[Data records]
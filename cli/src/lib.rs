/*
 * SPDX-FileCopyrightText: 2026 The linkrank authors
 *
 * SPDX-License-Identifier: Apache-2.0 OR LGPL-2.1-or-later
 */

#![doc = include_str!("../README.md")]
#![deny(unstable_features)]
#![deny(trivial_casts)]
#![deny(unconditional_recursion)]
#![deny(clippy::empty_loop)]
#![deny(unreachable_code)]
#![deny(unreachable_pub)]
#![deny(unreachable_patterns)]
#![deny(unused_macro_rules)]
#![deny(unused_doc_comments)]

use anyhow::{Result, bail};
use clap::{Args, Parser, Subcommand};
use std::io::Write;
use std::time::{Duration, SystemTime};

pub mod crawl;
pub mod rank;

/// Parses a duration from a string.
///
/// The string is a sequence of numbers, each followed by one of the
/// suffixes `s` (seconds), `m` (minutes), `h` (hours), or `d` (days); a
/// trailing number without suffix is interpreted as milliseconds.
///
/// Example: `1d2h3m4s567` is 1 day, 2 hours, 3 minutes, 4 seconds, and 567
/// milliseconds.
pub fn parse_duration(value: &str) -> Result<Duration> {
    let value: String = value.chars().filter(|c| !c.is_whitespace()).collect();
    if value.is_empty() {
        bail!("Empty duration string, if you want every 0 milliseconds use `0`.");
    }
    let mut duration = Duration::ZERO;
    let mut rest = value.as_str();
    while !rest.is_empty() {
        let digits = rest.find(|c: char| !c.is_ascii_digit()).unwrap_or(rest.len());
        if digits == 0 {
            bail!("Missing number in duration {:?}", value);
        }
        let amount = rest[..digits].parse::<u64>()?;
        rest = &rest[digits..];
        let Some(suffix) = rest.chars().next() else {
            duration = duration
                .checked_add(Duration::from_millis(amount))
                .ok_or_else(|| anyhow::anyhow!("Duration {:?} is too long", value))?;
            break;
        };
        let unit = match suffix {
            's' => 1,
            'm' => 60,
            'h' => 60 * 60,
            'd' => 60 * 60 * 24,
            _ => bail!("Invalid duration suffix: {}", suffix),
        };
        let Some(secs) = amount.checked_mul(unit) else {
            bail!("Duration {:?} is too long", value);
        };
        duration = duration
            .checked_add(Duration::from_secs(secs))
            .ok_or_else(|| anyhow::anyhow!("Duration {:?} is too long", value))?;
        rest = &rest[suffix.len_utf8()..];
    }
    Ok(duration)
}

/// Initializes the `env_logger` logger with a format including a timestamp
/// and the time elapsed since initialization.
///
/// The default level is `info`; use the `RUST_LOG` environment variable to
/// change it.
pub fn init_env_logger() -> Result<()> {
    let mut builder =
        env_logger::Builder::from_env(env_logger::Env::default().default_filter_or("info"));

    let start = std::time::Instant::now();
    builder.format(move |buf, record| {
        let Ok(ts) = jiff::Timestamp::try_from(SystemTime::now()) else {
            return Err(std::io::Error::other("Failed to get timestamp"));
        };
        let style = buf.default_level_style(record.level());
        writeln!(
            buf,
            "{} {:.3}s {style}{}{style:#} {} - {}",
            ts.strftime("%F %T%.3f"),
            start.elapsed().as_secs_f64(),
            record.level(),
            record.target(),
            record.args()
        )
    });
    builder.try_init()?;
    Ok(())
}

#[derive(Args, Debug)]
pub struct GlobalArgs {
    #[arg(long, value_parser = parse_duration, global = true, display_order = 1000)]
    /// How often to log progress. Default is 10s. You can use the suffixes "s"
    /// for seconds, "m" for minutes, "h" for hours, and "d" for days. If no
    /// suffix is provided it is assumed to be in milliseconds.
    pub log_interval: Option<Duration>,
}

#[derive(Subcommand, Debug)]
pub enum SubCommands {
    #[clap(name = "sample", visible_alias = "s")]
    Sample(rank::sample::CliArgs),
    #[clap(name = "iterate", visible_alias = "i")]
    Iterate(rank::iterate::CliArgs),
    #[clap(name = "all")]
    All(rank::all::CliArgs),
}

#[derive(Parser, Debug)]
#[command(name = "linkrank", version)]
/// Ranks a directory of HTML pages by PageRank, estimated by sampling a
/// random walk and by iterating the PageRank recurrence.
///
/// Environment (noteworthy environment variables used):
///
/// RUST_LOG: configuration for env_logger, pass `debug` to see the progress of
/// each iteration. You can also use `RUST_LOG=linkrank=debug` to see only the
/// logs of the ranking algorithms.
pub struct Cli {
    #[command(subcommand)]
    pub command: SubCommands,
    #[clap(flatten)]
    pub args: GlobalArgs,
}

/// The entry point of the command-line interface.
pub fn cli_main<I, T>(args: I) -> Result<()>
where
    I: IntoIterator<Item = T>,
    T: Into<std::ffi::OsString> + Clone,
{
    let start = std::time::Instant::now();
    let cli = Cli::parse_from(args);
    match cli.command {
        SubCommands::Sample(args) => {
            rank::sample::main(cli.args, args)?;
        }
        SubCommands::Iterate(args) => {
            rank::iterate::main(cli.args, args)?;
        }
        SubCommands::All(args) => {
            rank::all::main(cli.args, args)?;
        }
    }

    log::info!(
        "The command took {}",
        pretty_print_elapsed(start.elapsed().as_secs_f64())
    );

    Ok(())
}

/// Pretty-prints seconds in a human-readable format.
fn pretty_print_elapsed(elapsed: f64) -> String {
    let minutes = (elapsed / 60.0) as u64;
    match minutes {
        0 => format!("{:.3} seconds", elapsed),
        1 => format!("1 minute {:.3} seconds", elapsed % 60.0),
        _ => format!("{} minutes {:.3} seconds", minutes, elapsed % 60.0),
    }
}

[Problem details]
For this task, copy exactly the line with "Environment (noteworthy environment" and the lines that come after it, stopping at the end of the material above.

[Solution for this problem]
/// Environment (noteworthy environment variables used):
///
/// RUST_LOG: configuration for env_logger, pass `debug` to see the progress of
/// each iteration. You can also use `RUST_LOG=linkrank=debug` to see only the
/// logs of the ranking algorithms.
pub struct Cli {
    #[command(subcommand)]
    pub command: SubCommands,
    #[clap(flatten)]
    pub args: GlobalArgs,
}

/// The entry point of the command-line interface.
pub fn cli_main<I, T>(args: I) -> Result<()>
where
    I: IntoIterator<Item = T>,
    T: Into<std::ffi::OsString> + Clone,
{
    let start = std::time::Instant::now();
    let cli = Cli::parse_from(args);
    match cli.command {
        SubCommands::Sample(args) => {
            rank::sample::main(cli.args, args)?;
        }
        SubCommands::Iterate(args) => {
            rank::iterate::main(cli.args, args)?;
        }
        SubCommands::All(args) => {
            rank::all::main(cli.args, args)?;
        }
    }

    log::info!(
        "The command took {}",
        pretty_print_elapsed(start.elapsed().as_secs_f64())
    );

    Ok(())
}

/// Pretty-prints seconds in a human-readable format.
fn pretty_print_elapsed(elapsed: f64) -> String {
    let minutes = (elapsed / 60.0) as u64;
    match minutes {
        0 => format!("{:.3} seconds", elapsed),
        1 => format!("1 minute {:.3} seconds", elapsed % 60.0),
        _ => format!("{} minutes {:.3} seconds", minutes, elapsed % 60.0),
    }
}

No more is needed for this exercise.